But, "Rain Man," on the other hand, gets it right. Almost EXACTLY right. And it gets a rare 10/10 from me too.

Let's start with the treatment of the Raymond Babbit character. He has mid-functioning autism, and he will be like that for the rest of his life. Though he's quick with math and card counting, he will never understand the concept of money or be able to function on his own. And the film wisely does not set him up as a figure to be hailed. Admired? Perhaps. All the same though, while Raymond does grow a little in that he allows a little more flexibility into his daily schedule and begins to share a bond with brother Charlie, he's still a mostly static character has some very positive (math and memorization) and very frustrating (takes things too literally, obsessive fears of the unknown world) characteristics.

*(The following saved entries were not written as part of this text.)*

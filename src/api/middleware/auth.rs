//! Bearer token authentication middleware.
//!
//! Extracts `Authorization: Bearer <token>`, resolves it against the
//! session cache, and injects `UserContext` into request extensions for
//! downstream handlers.
//!
//! A cached backend token close to expiry is refreshed first. When the
//! refresh is refused, or a handler answers 401 because the backend
//! rejected the token, the session is evicted so the browser signs in again.

use axum::http::{HeaderValue, Request, StatusCode};
use axum::middleware::Next;
use axum::response::{IntoResponse, Response};

use crate::api::error::ApiError;
use crate::api::types::{ApiContext, UserContext};
use crate::backend::BackendError;
use crate::session::AccessToken;

pub fn bearer_token<B>(req: &Request<B>) -> Option<&str> {
    req.headers()
        .get("Authorization")
        .and_then(|v| v.to_str().ok())
        .and_then(|v| v.strip_prefix("Bearer "))
        .map(str::trim)
        .filter(|t| !t.is_empty())
}

/// Require a live session.
///
/// Accesses `ApiContext` from request extensions (injected by Extension layer).
/// On success: injects `UserContext` and marks the response `no-store`.
pub async fn require_auth(req: Request<axum::body::Body>, next: Next) -> Response {
    match require_auth_inner(req, next).await {
        Ok(resp) => resp,
        Err(err) => err.into_response(),
    }
}

async fn require_auth_inner(
    mut req: Request<axum::body::Body>,
    next: Next,
) -> Result<Response, ApiError> {
    let ctx: ApiContext = req
        .extensions()
        .get::<ApiContext>()
        .cloned()
        .ok_or(ApiError::Internal("missing API context".into()))?;

    let token = bearer_token(&req).ok_or(ApiError::Unauthorized)?.to_string();

    let user = match resolve_session(&ctx, &token).await {
        Ok(user) => user,
        Err(err) => {
            ctx.revoke_evicted().await;
            return Err(err);
        }
    };
    let user_id = user.user_id;

    req.extensions_mut().insert(user);

    let mut response = next.run(req).await;
    if response.status() == StatusCode::UNAUTHORIZED {
        ctx.sessions_write()?.evict(&token);
        tracing::info!(user = %user_id, "Backend rejected session token, session ended");
    }
    ctx.revoke_evicted().await;

    response
        .headers_mut()
        .insert("Cache-Control", HeaderValue::from_static("no-store"));

    Ok(response)
}

enum Lookup {
    Live(UserContext),
    Expired(Option<AccessToken>),
}

/// Find the live session behind `token`, refreshing its backend token
/// when it is about to expire.
async fn resolve_session(ctx: &ApiContext, token: &str) -> Result<UserContext, ApiError> {
    let lookup = {
        let mut sessions = ctx.sessions_write()?;
        match sessions.touch(token) {
            None => return Err(ApiError::Unauthorized),
            Some(session) if session.needs_refresh() => {
                Lookup::Expired(session.refresh_token().cloned())
            }
            Some(session) => Lookup::Live(UserContext::from_session(session, token)),
        }
    }; // RwLockWriteGuard dropped here, before any .await

    let refresh_token = match lookup {
        Lookup::Live(user) => return Ok(user),
        Lookup::Expired(Some(refresh_token)) => refresh_token,
        Lookup::Expired(None) => {
            ctx.sessions_write()?.evict(token);
            return Err(ApiError::Unauthorized);
        }
    };

    let refreshed = ctx
        .blocking(move |backend| backend.refresh_session(refresh_token.expose()))
        .await?;

    match refreshed {
        Ok(session) => {
            let mut sessions = ctx.sessions_write()?;
            let cached = sessions.renew(token, &session).ok_or(ApiError::Unauthorized)?;
            tracing::debug!(user = %cached.user_id(), "Backend session refreshed");
            Ok(UserContext::from_session(cached, token))
        }
        Err(BackendError::Unauthorized) => {
            ctx.sessions_write()?.evict(token);
            tracing::info!("Session refresh refused, session ended");
            Err(ApiError::Unauthorized)
        }
        Err(e) => Err(e.into()),
    }
}
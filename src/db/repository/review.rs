use rusqlite::{params, Connection, Row};
use uuid::Uuid;

use super::{ts, ts_col, uuid_col};
use crate::db::DatabaseError;
use crate::models::*;

fn review_from_row(row: &Row<'_>) -> rusqlite::Result<Review> {
    Ok(Review {
        id: uuid_col(row, 0)?,
        professional_id: uuid_col(row, 1)?,
        client_id: uuid_col(row, 2)?,
        rating: row.get(3)?,
        comment: row.get(4)?,
        created_at: ts_col(row, 5)?,
    })
}

pub fn insert_review(conn: &Connection, review: &Review) -> Result<(), DatabaseError> {
    conn.execute(
        "INSERT INTO reviews (id, professional_id, client_id, rating, comment, created_at)
         VALUES (?1, ?2, ?3, ?4, ?5, ?6)",
        params![
            review.id.to_string(),
            review.professional_id.to_string(),
            review.client_id.to_string(),
            review.rating,
            review.comment,
            ts(&review.created_at),
        ],
    )?;
    Ok(())
}

/// Reviews of one professional, newest first.
pub fn list_reviews(conn: &Connection, professional_id: &Uuid) -> Result<Vec<Review>, DatabaseError> {
    let mut stmt = conn.prepare(
        "SELECT id, professional_id, client_id, rating, comment, created_at
         FROM reviews WHERE professional_id = ?1 ORDER BY created_at DESC",
    )?;
    let rows = stmt.query_map(params![professional_id.to_string()], review_from_row)?;
    rows.map(|r| r.map_err(DatabaseError::from)).collect()
}

pub fn list_ratings(conn: &Connection, professional_id: &Uuid) -> Result<Vec<RatingOnly>, DatabaseError> {
    let mut stmt = conn.prepare("SELECT rating FROM reviews WHERE professional_id = ?1")?;
    let rows = stmt.query_map(params![professional_id.to_string()], |row| {
        Ok(RatingOnly { rating: row.get(0)? })
    })?;
    rows.map(|r| r.map_err(DatabaseError::from)).collect()
}
//! Sample-data generator for the local store: professionals with accounts,
//! reviews from generated reviewers, and featured projects.

use chrono::{DateTime, Duration, Utc};
use rand::seq::SliceRandom;
use rand::Rng;
use rusqlite::Connection;
use serde::Serialize;
use uuid::Uuid;

use crate::backend::local::register_account;
use crate::backend::SignUpRequest;
use crate::db::{self, DatabaseError};
use crate::models::*;

pub const SAMPLE_PASSWORD: &str = "password123";

const CATEGORIES: &[&str] = &[
    "plumbing", "electrical", "carpentry", "painting",
    "hvac", "landscaping", "cleaning", "roofing",
    "tiling", "concrete", "masonry", "drywall",
    "flooring", "pool", "pest control", "security",
    "solar", "moving", "appliance repair", "cabinetry",
];

const FIRST_NAMES: &[&str] = &[
    "James", "Mary", "John", "Patricia", "Robert", "Jennifer", "Michael", "Linda",
    "William", "Elizabeth", "David", "Barbara", "Richard", "Susan", "Joseph", "Jessica",
    "Thomas", "Sarah", "Charles", "Karen", "Christopher", "Nancy", "Daniel", "Lisa",
    "Matthew", "Margaret", "Anthony", "Betty", "Mark", "Sandra", "Donald", "Ashley",
    "Steven", "Dorothy", "Paul", "Kimberly", "Andrew", "Emily", "Joshua", "Donna",
];

const LAST_NAMES: &[&str] = &[
    "Smith", "Johnson", "Williams", "Brown", "Jones", "Garcia", "Miller", "Davis",
    "Rodriguez", "Martinez", "Hernandez", "Lopez", "Gonzalez", "Wilson", "Anderson",
    "Thomas", "Taylor", "Moore", "Jackson", "Martin", "Lee", "Perez", "Thompson", "White",
    "Harris", "Sanchez", "Clark", "Ramirez", "Lewis", "Robinson", "Walker", "Young",
    "Allen", "King", "Wright", "Scott", "Torres", "Nguyen", "Hill", "Flores",
];

const LOCATIONS: &[&str] = &[
    "New York, NY", "Los Angeles, CA", "Chicago, IL", "Houston, TX", "Phoenix, AZ",
    "Philadelphia, PA", "San Antonio, TX", "San Diego, CA", "Dallas, TX", "San Jose, CA",
    "Austin, TX", "Jacksonville, FL", "Fort Worth, TX", "Columbus, OH", "Charlotte, NC",
    "San Francisco, CA", "Indianapolis, IN", "Seattle, WA", "Denver, CO", "Boston, MA",
];

const SPECIALTY_OPTIONS: &[&str] = &[
    "Emergency Repairs", "Installation", "Maintenance", "Residential",
    "Commercial", "Industrial", "Green Solutions", "Custom Work",
    "Renovations", "New Construction", "Troubleshooting", "Inspections",
    "Consultations", "Upgrades", "Repairs", "Smart Home",
];

const AVAILABILITY: &[&str] = &["Available now", "Available next week", "Limited availability"];

const FIVE_STAR_COMMENTS: &[&str] = &[
    "Excellent service! Very professional and completed the job quickly.",
    "Couldn't be happier with the quality of work. Highly recommend!",
    "Arrived on time, worked efficiently, and left the area clean. Perfect!",
    "Outstanding professional. Will definitely hire again for future projects.",
    "Top-notch service and expertise. Worth every penny!",
];

const FOUR_STAR_COMMENTS: &[&str] = &[
    "Good work overall. Minor issues but addressed them promptly.",
    "Reliable and knowledgeable. Slightly over the estimated time but good results.",
    "Professional service with good attention to detail. Would use again.",
    "Very satisfied with the work. Good communication throughout the project.",
    "Quality service and fair pricing. Some delays but worth the wait.",
];

const THREE_STAR_COMMENTS: &[&str] = &[
    "Decent work but took longer than expected.",
    "Acceptable service but communication could be improved.",
    "Got the job done but had to clarify several requirements multiple times.",
    "Service was okay. Some room for improvement but got the basics right.",
    "Average service. Met expectations but nothing exceptional.",
];

const DEFAULT_PROJECT_TITLES: &[&str] = &[
    "Professional Service Project",
    "Client Renovation",
    "Custom Installation",
];

fn project_titles(category: &str) -> &'static [&'static str] {
    match category {
        "plumbing" => &["Complete Bathroom Remodel", "Kitchen Sink Installation", "Water Heater Replacement"],
        "electrical" => &["Home Rewiring", "Smart Home Installation", "Lighting System Upgrade"],
        "carpentry" => &["Custom Kitchen Cabinets", "Deck Construction", "Built-in Bookshelves"],
        "painting" => &["Exterior Home Painting", "Interior Color Transformation", "Cabinet Refinishing"],
        "hvac" => &["Central AC Installation", "Heating System Upgrade", "Ductwork Replacement"],
        "landscaping" => &["Garden Design & Implementation", "Backyard Transformation", "Water Feature Installation"],
        "cleaning" => &["Deep Home Cleaning", "Post-Construction Cleanup", "Move-out Cleaning"],
        "roofing" => &["Complete Roof Replacement", "Roof Leak Repair", "Gutter System Installation"],
        _ => DEFAULT_PROJECT_TITLES,
    }
}

/// Comment pool for a 3 to 5 star rating.
pub fn comments_for(rating: i32) -> &'static [&'static str] {
    match rating {
        5 => FIVE_STAR_COMMENTS,
        4 => FOUR_STAR_COMMENTS,
        _ => THREE_STAR_COMMENTS,
    }
}

fn pick<'a, R: Rng>(rng: &mut R, options: &'a [&'a str]) -> &'a str {
    options.choose(rng).copied().unwrap_or_default()
}

#[derive(Debug, Clone)]
pub struct SampleReview {
    pub reviewer_first_name: String,
    pub reviewer_last_name: String,
    pub rating: i32,
    pub comment: String,
    pub days_ago: i64,
}

#[derive(Debug, Clone)]
pub struct SampleProject {
    pub title: String,
    pub description: String,
    pub image_url: String,
    pub days_ago: i64,
}

/// One generated provider before it is written anywhere.
#[derive(Debug, Clone)]
pub struct SampleProfessional {
    pub first_name: String,
    pub last_name: String,
    pub email: String,
    pub phone: String,
    pub location: String,
    pub category: String,
    pub hourly_rate: f64,
    pub years_experience: i32,
    pub specialties: Vec<String>,
    pub verified: bool,
    pub availability: String,
    pub emergency_available: bool,
    pub daily_pay_available: bool,
    pub reviews: Vec<SampleReview>,
    pub project: Option<SampleProject>,
}

impl SampleProfessional {
    pub fn bio(&self) -> String {
        format!(
            "Professional {} specialist with {} years of experience.",
            self.category, self.years_experience
        )
    }
}

pub fn sample_professional<R: Rng>(rng: &mut R) -> SampleProfessional {
    let first_name = pick(rng, FIRST_NAMES).to_string();
    let last_name = pick(rng, LAST_NAMES).to_string();
    let email = format!(
        "{}.{}{}@example.com",
        first_name.to_lowercase(),
        last_name.to_lowercase(),
        rng.gen_range(0..1000)
    );
    let phone = format!(
        "+1{}{}{}",
        rng.gen_range(100..1000),
        rng.gen_range(100..1000),
        rng.gen_range(1000..10000)
    );
    let category = pick(rng, CATEGORIES).to_string();

    let mut specialties: Vec<String> = Vec::new();
    for _ in 0..rng.gen_range(2..=4) {
        let specialty = pick(rng, SPECIALTY_OPTIONS);
        if !specialties.iter().any(|s| s == specialty) {
            specialties.push(specialty.to_string());
        }
    }

    let reviews = (0..rng.gen_range(3..=5))
        .map(|_| {
            let rating = rng.gen_range(3..=5);
            SampleReview {
                reviewer_first_name: pick(rng, FIRST_NAMES).to_string(),
                reviewer_last_name: pick(rng, LAST_NAMES).to_string(),
                rating,
                comment: pick(rng, comments_for(rating)).to_string(),
                days_ago: rng.gen_range(0..90),
            }
        })
        .collect();

    let project = rng.gen_bool(0.5).then(|| SampleProject {
        title: pick(rng, project_titles(&category)).to_string(),
        description: format!(
            "A showcase of my best work in {category}. This project demonstrates my attention to detail and commitment to quality."
        ),
        image_url: format!(
            "https://source.unsplash.com/random/600x400?{}",
            category.replace(' ', "%20")
        ),
        days_ago: rng.gen_range(0..180),
    });

    SampleProfessional {
        hourly_rate: f64::from(rng.gen_range(20..120)),
        years_experience: rng.gen_range(1..=20),
        verified: rng.gen_bool(0.7),
        availability: pick(rng, AVAILABILITY).to_string(),
        emergency_available: rng.gen_bool(0.25),
        daily_pay_available: rng.gen_bool(0.4),
        first_name,
        last_name,
        email,
        phone,
        location: pick(rng, LOCATIONS).to_string(),
        category,
        specialties,
        reviews,
        project,
    }
}

#[derive(Debug, Clone, Default, PartialEq, Serialize)]
pub struct SeedReport {
    pub professionals: u32,
    pub reviews: u32,
    pub projects: u32,
    pub skipped: u32,
}

/// Write one sample provider. Returns the new professional's id.
fn insert_sample(
    conn: &Connection,
    sample: &SampleProfessional,
    now: DateTime<Utc>,
) -> Result<Uuid, DatabaseError> {
    let id = register_account(
        conn,
        &SignUpRequest {
            email: sample.email.clone(),
            password: SAMPLE_PASSWORD.into(),
            first_name: sample.first_name.clone(),
            last_name: sample.last_name.clone(),
            phone: Some(sample.phone.clone()),
            is_professional: false,
        },
    )?;

    db::update_profile(
        conn,
        &id,
        &ProfileUpdate {
            location: Some(sample.location.clone()),
            bio: Some(sample.bio()),
            is_professional: Some(true),
            updated_at: now,
            ..Default::default()
        },
    )?;
    conn.execute(
        "UPDATE profiles SET avatar_url = ?2 WHERE id = ?1",
        rusqlite::params![id.to_string(), format!("https://i.pravatar.cc/300?u={id}")],
    )?;

    db::insert_professional(
        conn,
        &Professional {
            id,
            category: sample.category.clone(),
            hourly_rate: Some(sample.hourly_rate),
            years_experience: Some(sample.years_experience),
            availability: Some(sample.availability.clone()),
            verification_badge: sample.verified,
            specialties: sample.specialties.clone(),
            emergency_available: sample.emergency_available,
            daily_pay_available: sample.daily_pay_available,
        },
    )?;

    for review in &sample.reviews {
        let reviewer = Uuid::new_v4();
        db::insert_profile(
            conn,
            &Profile {
                id: reviewer,
                first_name: Some(review.reviewer_first_name.clone()),
                last_name: Some(review.reviewer_last_name.clone()),
                avatar_url: None,
                phone: None,
                bio: None,
                location: None,
                is_professional: false,
                created_at: now,
                updated_at: now,
            },
        )?;
        db::insert_review(
            conn,
            &Review {
                id: Uuid::new_v4(),
                professional_id: id,
                client_id: reviewer,
                rating: review.rating,
                comment: Some(review.comment.clone()),
                created_at: now - Duration::days(review.days_ago),
            },
        )?;
    }

    if let Some(ref project) = sample.project {
        db::insert_project(
            conn,
            &Project {
                id: Uuid::new_v4(),
                professional_id: id,
                title: project.title.clone(),
                description: Some(project.description.clone()),
                image_url: Some(project.image_url.clone()),
                is_featured: true,
                completion_date: Some((now - Duration::days(project.days_ago)).date_naive()),
            },
        )?;
    }

    Ok(id)
}

/// Generate `count` providers. A provider whose generated email is already
/// taken is skipped, mirroring a failed account creation.
pub fn generate<R: Rng>(
    conn: &Connection,
    count: u32,
    rng: &mut R,
) -> Result<SeedReport, DatabaseError> {
    let now = Utc::now();
    let mut report = SeedReport::default();

    for i in 0..count {
        let sample = sample_professional(rng);
        match insert_sample(conn, &sample, now) {
            Ok(_) => {
                report.professionals += 1;
                report.reviews += sample.reviews.len() as u32;
                report.projects += u32::from(sample.project.is_some());
            }
            Err(DatabaseError::ConstraintViolation(reason)) => {
                tracing::warn!(index = i, %reason, "Skipping sample professional");
                report.skipped += 1;
            }
            Err(e) => return Err(e),
        }
    }

    tracing::info!(
        professionals = report.professionals,
        reviews = report.reviews,
        projects = report.projects,
        skipped = report.skipped,
        "Sample data generated"
    );
    Ok(report)
}
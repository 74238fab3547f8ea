use chrono::{DateTime, Utc};
use serde::{Deserialize, Serialize};
use uuid::Uuid;

#[derive(Debug, Clone, PartialEq, Serialize, Deserialize)]
pub struct Review {
    pub id: Uuid,
    pub professional_id: Uuid,
    pub client_id: Uuid,
    /// 1 to 5, enforced by the store.
    pub rating: i32,
    pub comment: Option<String>,
    pub created_at: DateTime<Utc>,
}

#[derive(Debug, Clone, Serialize, Deserialize)]
pub struct NewReview {
    pub professional_id: Uuid,
    pub client_id: Uuid,
    pub rating: i32,
    pub comment: Option<String>,
    #[serde(skip_serializing_if = "Option::is_none")]
    pub created_at: Option<DateTime<Utc>>,
}

/// Embedded `reviews(rating)` projection on listing rows.
#[derive(Debug, Clone, Copy, PartialEq, Serialize, Deserialize)]
pub struct RatingOnly {
    pub rating: i32,
}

The real hero of the film, is his brother Charlie. And Charlie undergoes a REAL transformation. You actually watch him grow and change as he forces himself to take care of his brother. By the time he was trying to make a case to become his brother's guardian, I honestly believed his words and felt he had undergone a dramatic, yet subtle, change. The film handles his arc very delicately here; lots of small moments lead to the progression of his character.

As almost everyone has stated before, the acting is superb in this picture. Dustin Hoffman is perfect as Raymond, absolutely perfect. His facial ticks, his refusal to look into eyes, his meltdown when he hears the smoke detector, it's all there. He truly sets a golden standard when it comes to playing autistic characters, or any character with a mental disability, for that matter. And Tom Cruise is perfectly cast as the yuppie brother Charlie. Admittedly, this does play right into his 1980's persona. But the way he transforms from being so immature and ignorant to becoming a caring person is so honest, so well done. I know it's easy to bash Tom Cruise these days, but when I watch this movie, I can't help but hold very high admiration for him.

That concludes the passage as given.